On March 24, 2022, HF Sinclair Corporation (the “Company”), commenced private offers to all Eligible Holders (as defined in the press release) to exchange (the “Exchange Offers”) any and all outstanding 2.625% Senior Notes due 2023, 5.875% Senior Notes due 2026 and 4.500% Senior Notes due 2030 (the “HFC Notes”) issued by HollyFrontier Corporation (“HFC”), for new notes to be issued by the Company and cash, pursuant to the terms and subject to the conditions set forth in a confidential exchange offer memorandum and consent solicitation statement, dated March 24, 2022 (the “Exchange Offer Memorandum”).
In conjunction with the Exchange Offers, the Company is soliciting the consents (collectively, the “Consent Solicitations”) of the Eligible Holders to adopt certain proposed amendments to the indenture governing the HFC Notes (as supplemented for each particular series of existing HFC Notes, the “HFC Indenture”) to, among other things, eliminate from the HFC Indenture, as it relates to each series of HFC Notes (i) substantially all of the restrictive covenants, (ii) certain of the events which may lead to an “Event of Default”, (iii) the SEC reporting covenant and (iv) with respect to HFC’s 2.625% Senior Notes due 2023 (the “HFC 2023 Notes”) and HFC’s 4.500% Senior Notes due 2030 (the “HFC 2030 Notes”) only, the offer to purchase HFC 2023 Notes and HFC 2030 Notes upon certain change of control triggering events (collectively, the “Proposed Amendments”). The Proposed Amendments will become effective with respect to a particular series of HFC Notes to the extent (i) participation in the Exchange Offer by such series of HFC Notes exceeds 50% of the outstanding principal amount of such series and (ii) all tendered HFC Notes of such series are accepted for exchange in the related Exchange Offer. Eligible Holders of HFC Notes that tender such HFC Notes will be deemed to have given consent to the Proposed Amendments (in respect of the applicable series of HFC Notes tendered). Eligible Holders will not be permitted to tender their HFC Notes without delivering consents or to deliver consents without tendering their HFC Notes. Tenders of HFC Notes may not be withdrawn after the earlier of (i) 5:00 p.m., New York City time, on the Early Participation Date (as defined below), and (ii) the date the applicable supplemental indenture to the corresponding HFC Indenture implementing the applicable Proposed Amendments is executed, unless extended (such date and time, as the same may be extended, the “Withdrawal Deadline”), except in the limited circumstances where additional withdrawal rights are required by law. A valid withdrawal of tendered HFC Notes will also constitute the revocation of the related consent with respect to the applicable HFC Indenture. As used herein, a “valid withdrawal” means valid withdrawal prior to the Withdrawal Deadline.

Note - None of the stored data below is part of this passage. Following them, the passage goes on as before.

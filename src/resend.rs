//! Resend controller: correlates a firmware `Resend: N` request
//! against line history and drives the resend window until it closes.

use std::time::{Duration, Instant};

use crate::error::ProtocolError;
use crate::flavor::ErrorKind;
use crate::history::History;
use crate::queue::send::{Entry, Target};

/// Default rate limit on "resend requested" logging ("5 logs per 60s
/// window, then suppressed until the window rolls over"), overridable via
/// [`crate::config::ProtocolConfig::resend_log_burst`] /
/// `resend_log_window`.
const DEFAULT_LOG_WINDOW: Duration = Duration::from_secs(60);
const DEFAULT_LOG_BURST: u32 = 5;

pub struct ResendLogLimiter {
    window_start: Option<Instant>,
    count: u32,
    burst: u32,
    window: Duration,
}

impl Default for ResendLogLimiter {
    fn default() -> Self {
        Self::new(DEFAULT_LOG_BURST, DEFAULT_LOG_WINDOW)
    }
}

impl ResendLogLimiter {
    pub fn new(burst: u32, window: Duration) -> Self {
        Self { window_start: None, count: 0, burst, window }
    }

    /// Returns `true` if this occurrence should actually be logged.
    pub fn allow(&mut self, now: Instant) -> bool {
        match self.window_start {
            Some(start) if now.duration_since(start) < self.window => {
                if self.count < self.burst {
                    self.count += 1;
                    true
                } else {
                    false
                }
            },
            _ => {
                self.window_start = Some(now);
                self.count = 1;
                true
            },
        }
    }
}

/// Outcome of handling one `Resend: N`.
pub enum ResendOutcome {
    /// `N == current_line` and no resend window is already open: the
    /// previous line was acked twice (a timeout re-sent a line firmware had
    /// already seen). Nothing to do.
    DoubleAck,
    /// A resend for a line still within lines sent before the *first*
    /// resend request in this window; firmware is catching up on a
    /// checksum/linenumber error it already reported. Caller should bump
    /// `resend.count` and otherwise ignore.
    Stale,
    /// The resend window is opened/extended; caller should drive
    /// `next()` repeatedly until it returns `None`.
    Opened,
    /// `N` isn't in history and the channel isn't busy: ignore (nothing we
    /// can do, and firmware isn't waiting on a job to be cancelled).
    UnknownIgnored,
}

/// Decides how to handle one `Resend: N` request from firmware.
/// `resend_active`/`resend_requested`/`resend_count` describe the window's
/// state *before* this call; `in_history` is whether `requested` is still
/// in the line history; `busy` is `ProtocolState::is_busy()`.
///
/// Returns `Err` only when the channel is busy and the requested line is
/// unrecoverable (caller should cancel the job with an error).
pub fn begin(
    requested: u64,
    current_line: u64,
    resend_active: bool,
    resend_requested: Option<u64>,
    resend_count: u64,
    last_error: Option<ErrorKind>,
    in_history: bool,
    busy: bool,
) -> Result<ResendOutcome, ProtocolError> {
    if requested == current_line && !resend_active {
        return Ok(ResendOutcome::DoubleAck);
    }

    if last_error == Some(ErrorKind::LineNumber)
        && Some(requested) == resend_requested
        && current_line > requested
        && resend_count < current_line - requested - 1
    {
        return Ok(ResendOutcome::Stale);
    }

    if !in_history {
        if busy {
            return Err(ProtocolError::LineNumberUnknown { requested });
        }
        return Ok(ResendOutcome::UnknownIgnored);
    }

    Ok(ResendOutcome::Opened)
}

/// Pulls the next entry to re-transmit out of `history`, advancing the
/// cursor and reporting whether the window has now closed.
///
/// Mirrors `_send_next_from_resend`'s decrement-then-increment cycle: the
/// cursor climbs line-by-line from `next_to_resend` up to (but not
/// including) `current_line`, at which point the window is closed.
pub fn next(
    next_to_resend: &mut u64,
    current_line: u64,
    history: &History,
) -> Result<Option<Entry>, ProtocolError> {
    if *next_to_resend >= current_line {
        return Ok(None);
    }

    let line_number = *next_to_resend;
    let bytes = history.get(line_number)?;
    *next_to_resend += 1;

    let command = crate::command::to_command(
        String::from_utf8_lossy(&bytes).into_owned(),
        None,
        vec!["source:resend".into()],
    );
    Ok(Some(Entry::resend(command, line_number)))
}

/// `true` once `next_to_resend` has caught up to `current_line`: the resend
/// window closes the moment the cursor reaches the line currently in flight.
pub fn window_closed(next_to_resend: u64, current_line: u64) -> bool {
    next_to_resend >= current_line
}

pub fn target() -> Target {
    Target::Resend
}

#[cfg(test)]
mod tests {
    use super::*;
    use bytes::Bytes;

    #[test]
    fn begin_rejects_unknown_line_when_busy() {
        let err = begin(10, 12, false, None, 0, None, false, true).unwrap_err();
        assert!(matches!(err, ProtocolError::LineNumberUnknown { requested: 10 }));
    }

    #[test]
    fn begin_ignores_unknown_line_when_idle() {
        let outcome = begin(10, 12, false, None, 0, None, false, false).unwrap();
        assert!(matches!(outcome, ResendOutcome::UnknownIgnored));
    }

    #[test]
    fn begin_detects_double_ack() {
        let outcome = begin(5, 5, false, None, 0, None, true, false).unwrap();
        assert!(matches!(outcome, ResendOutcome::DoubleAck));
    }

    #[test]
    fn begin_detects_stale_request() {
        let outcome = begin(5, 10, false, Some(5), 2, Some(ErrorKind::LineNumber), true, false).unwrap();
        assert!(matches!(outcome, ResendOutcome::Stale));
    }

    #[test]
    fn begin_opens_window_for_past_line() {
        let outcome = begin(3, 7, false, None, 0, None, true, false).unwrap();
        assert!(matches!(outcome, ResendOutcome::Opened));
    }

    #[test]
    fn begin_reopens_while_already_active() {
        // requested == current_line is only a double-ack when no window is
        // already open; an active window re-targeting the in-flight line is
        // a normal (if unusual) extension.
        let outcome = begin(5, 5, true, Some(4), 0, None, true, false).unwrap();
        assert!(matches!(outcome, ResendOutcome::Opened));
    }

    #[test]
    fn next_walks_history_then_closes() {
        let mut history = History::new(10);
        history.append(3, Bytes::from_static(b"N3 G1 X1*12"));
        history.append(4, Bytes::from_static(b"N4 G1 X2*13"));

        let mut cursor = 3u64;
        let first = next(&mut cursor, 5, &history).unwrap().unwrap();
        assert_eq!(first.line_number, Some(3));
        let second = next(&mut cursor, 5, &history).unwrap().unwrap();
        assert_eq!(second.line_number, Some(4));
        assert!(next(&mut cursor, 5, &history).unwrap().is_none());
        assert!(window_closed(cursor, 5));
    }

    #[test]
    fn log_limiter_allows_burst_then_suppresses() {
        let mut limiter = ResendLogLimiter::default();
        let now = Instant::now();
        for _ in 0..DEFAULT_LOG_BURST {
            assert!(limiter.allow(now));
        }
        assert!(!limiter.allow(now));
    }

    #[test]
    fn log_limiter_resets_after_window() {
        let mut limiter = ResendLogLimiter::default();
        let start = Instant::now();
        assert!(limiter.allow(start));
        let later = start + DEFAULT_LOG_WINDOW + Duration::from_secs(1);
        assert!(limiter.allow(later));
    }
}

The Exchange Offers and the Consent Solicitations will expire at 5:00 p.m., New York City time, on April 22, 2022, unless extended or earlier terminated (such time and date, as the same may be extended, the “Expiration Date”). However, Eligible Holders who validly tender and do not validly withdraw their HFC Notes at or prior to 5:00 p.m., New York City time, on April 6, 2022 (as the same may be extended, the “Early Participation Date”), will be eligible to receive greater consideration for their HFC Notes than will be available for tenders made after the Early Participation Date but at or prior to the Expiration Date, all as more fully described in the attached press release and in the Exchange Offer Memorandum.
The Company will return to HFC all HFC Notes which are validly tendered and accepted pursuant to the Exchange Offers (the “Returned Notes”), and HFC will cancel such Returned Notes.
The Exchange Offers and Consent Solicitations are being made solely pursuant to the conditions set forth in the Exchange Offer Memorandum in a private offering exempt from, or not subject to, registration under the Securities Act of 1933, as amended, and are subject to certain conditions set forth in the Exchange Offer Memorandum, although the Company may waive any such conditions at any time.
The Company and HFC are in discussions with the current lending group under HFC’s Senior Unsecured 5-Year Revolving Credit Agreement, dated July 1, 2014 (as amended, restated, amended and restated, supplemented or otherwise modified as of the date hereof), among HFC, as borrower, and MUFG Bank, Ltd. (formerly known as The Bank of Tokyo Mitsubishi, Ltd.), as administrative agent, and each of the financial institutions party thereto as lenders (the “HFC Credit Agreement”), to either obtain a consent under or amendment to the HFC Credit Agreement or enter into a new credit facility, in each case to make the Company the borrower thereunder, to close contemporaneously with the settlement of the Exchange Offers and Consent Solicitations described in the Exchange Offer Memorandum. No assurances can be given, however, as to whether we will do so or as to the terms of any amended or new credit facility.